Pulaski Pure Milk Company

By Claudia Johnson
In the mid-1950s the recognizable red and white Pulaski Pure Milk carton replaced thick glass bottles. The carton boasted of a variety of product offerings and the company’s membership in the Dairy Guild.
The McPeters family business started as a small operation in 1940 producing only a few gallons of pasteurized milk each day. By the plant’s sell to Purity Dairies in 1982 nearly a million and a half gallons of raw milk was processed into a variety of products distributed throughout the region. The TastSweet cottage cheese sold by Pulaski Pure Milk was one of the few products the company offered but did not produce locally. Inspecting the new containers are Nell McPeters, center front, surrounded by her children, clockwise from left, James, Gene, Jack, George and Alice.
A quart of sweet milk sold for seven cents in 1940 when Pulaski Pure Milk began processing milk from local dairies.
David Eugene McPeters Sr. and his wife, the former Nell LaRue, started their business in a rented building just north of the alley on South First Street on Feb. 1, 1940, with an $8,000 investment that included a pasteurizer but no homogenizer.
Initially the plant produced only a few gallons each day, put production continued to increase reaching up to 4,000 daily by the early 1980s. Collected in a 100-gallon container, milk was brought for the first 11 years to the plant in cans by dairy farmers who had already began using milking machines. When Pulaski Pure Milk sold to Purity Dairy in 1982, milk was collected at each farm by a 200,000 gallon tank truck.
By Christmas of the company’s second year the United States was involved in World War II. James and Gene were called into the armed forces, so Nell and Jack operated the plant, while George kept the family’s Dry Creek Road home place and farm running.
“We sent our paychecks back home to help keep the plant going,” remembered Gene, the only one of the McPeters children remaining.
As the war was winding down, Pulaski Pure Milk was taking off. In 1945 the company was growing so rapidly that the McPeters family constructed a modern milk plant on East Woodring Street. With one truck they started delivering milk around the square and to homes in Pulaski, expanding to 15 or 20 routes that included schools and businesses in multiple counties and two states as the years passed.
David McPeters’ original idea for a milk processing business was to provide opportunities for his children, all of whom worked there during various periods in the four decades to come. Gene became the company president responsible for the business and management aspects of Pulaski Pure Milk. Jack handled maintenance on the increasingly complicated machinery, expanding facilities and growing fleet of trucks. James managed the plant operations and employees. George was over the pick-up and delivery routes and the 20 or so men who ran them. Their sister Alice, who was married to Garland Chapman, helped in the office.
Nell McPeters remained actively involved throughout the plant’s operation, and her husband planned to one day join his family in the plant’s operation. Unfortunately, he died in 1946 in a fatal car crash.
The following year a homogenizer, a machine that mixes the creme with the milk, was installed.

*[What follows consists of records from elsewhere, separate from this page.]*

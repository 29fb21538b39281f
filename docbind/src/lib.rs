//! Main docbind crate providing a unified interface to the data-access layer.
//!
//! This crate is the primary entry point for users of docbind. It re-exports
//! the core types from `docbind-core`, the `#[derive(Entity)]` macro and the
//! available storage backends.
//!
//! # Features
//!
//! - **Composable query options** - Condition, pagination/sort, projection and populate in any combination
//! - **Deferred datastore lookups** - Ask for a datastore before its connection exists
//! - **Multiple connections** - A primary connection plus any number of named ones
//! - **Middleware** - Create, pre-check and post-check hooks per datastore
//! - **Multiple backends** - In-memory and MongoDB behind the same traits
//!
//! # Quick Start
//!
//! ```ignore
//! use docbind::{prelude::*, memory::InMemoryConnector};
//! use serde::{Serialize, Deserialize};
//!
//! #[derive(Debug, Clone, Serialize, Deserialize, Entity)]
//! #[entity(name = "Orders")]
//! pub struct Order {
//!     pub status: String,
//!     pub total: i64,
//! }
//!
//! #[tokio::main]
//! async fn main() -> Result<(), Box<dyn std::error::Error>> {
//!     let registry = ConnectionRegistry::new(Arc::new(InMemoryConnector::new()));
//!
//!     // Datastores can be registered and looked up before any connection exists.
//!     registry.register_datastore(Datastore::for_entity::<Order>(), None).await?;
//!     let lookup = registry.get_datastore("Orders");
//!
//!     registry.init(ConnectionConfig::new("mem://shop")).await?;
//!     let orders = lookup.await?;
//!
//!     orders.typed::<Order>().create(&Order { status: "open".into(), total: 12 }).await?;
//!
//!     let open = orders
//!         .typed::<Order>()
//!         .fetch_many(
//!             QueryOptions::builder()
//!                 .condition(Filter::eq("status", "open"))
//!                 .limit(10)
//!                 .sort("createdAt", SortDirection::Desc),
//!         )
//!         .await?;
//!
//!     println!("Open orders: {open:?}");
//!
//!     Ok(())
//! }
//! ```
//!
//! # Named connections
//!
//! `init` with a list connects every entry concurrently. Each entry needs an
//! `id`, and binds the datastores registered under that id:
//!
//! ```ignore
//! registry.register_datastore(Datastore::new("Invoices", Schema::default()), Some("billing")).await?;
//! registry
//!     .init(vec![
//!         ConnectionConfig::new("mongodb://billing.internal/ledger").with_id("billing"),
//!         ConnectionConfig::new("mongodb://audit.internal/log").with_id("audit"),
//!     ])
//!     .await?;
//! ```
//!
//! # Backends
//!
//! - [`memory`] - In-memory storage for development and testing
//! - [`mongodb`] - MongoDB backend (requires `mongodb` feature)

pub mod prelude;

pub use docbind_core::{
    backend, compose, config, datastore, entity, error, factory, middleware, options, page, populate,
    query, registry, schema,
};
pub use docbind_macros::Entity;

// Re-export BSON types for convenience
pub use bson;

pub use async_trait::async_trait;

/// In-memory storage backend implementations.
pub mod memory {
    pub use docbind_memory::{
        DISCRIMINATOR_KEY, InMemoryConnection, InMemoryConnector, InMemoryModel, InMemoryStore,
    };
}

/// MongoDB storage backend implementations.
///
/// This module is only available when the `mongodb` feature is enabled.
#[cfg(feature = "mongodb")]
pub mod mongodb {
    pub use docbind_mongodb::{DISCRIMINATOR_KEY, MongoConnection, MongoConnector, MongoModel};
}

With continued growth, the plant was getting crowded. An office building was constructed next door, and in 1951 the management staff moved.
Until the mid-1950s milk was bottled in quart, pint and half-pint containers. The company was delivering milk to schools throughout the area in small glass bottles.
The company transitioned to cartons in 1955, and Gene McPeters remembers problems with flakes of wax getting into the milk. Soon cartons were perfected, and the recognizable red and white Pulaski Pure Milk carton became a staple in every home and on every school child’s lunch tray.
Lemonade, orangeade, buttermilk, which had sold for a nickel a quart back in 1940, half and half, skim milk, whipping cream and chocolate milk were manufactured in the plant. Ice cream was produced for a while in the early years, but the product was dropped when the McPeters decided competitive ice cream production was beyond the scope of what they envisioned for the business. Cottage cheese and butter were sold by the company name but actually produced by a supplier.
In 1960 Pulaski Pure Milk underwent a major expansion, and continued operating full-force until 1982, often using young people home from college as summer and holiday help.
“We had to expand or sell the business,” Gene McPeters said, explaining how he considered offers by bigger companies to buy the operation but settled on Nashville-based Purity because the owners of that company had a similar ethical standard to his family’s own.
McPeters was most concerned about the future of his employees, which by 1982 included around 20 route men, two garage mechanics, clerical help and six or eight in the plant. McPeters helped find employment for anyone who was not offered a job with Purity.
“We processed a lot of milk,” McPeters said, remembering a time when Giles County was known for its dairy farms and local folks had a milk of their own.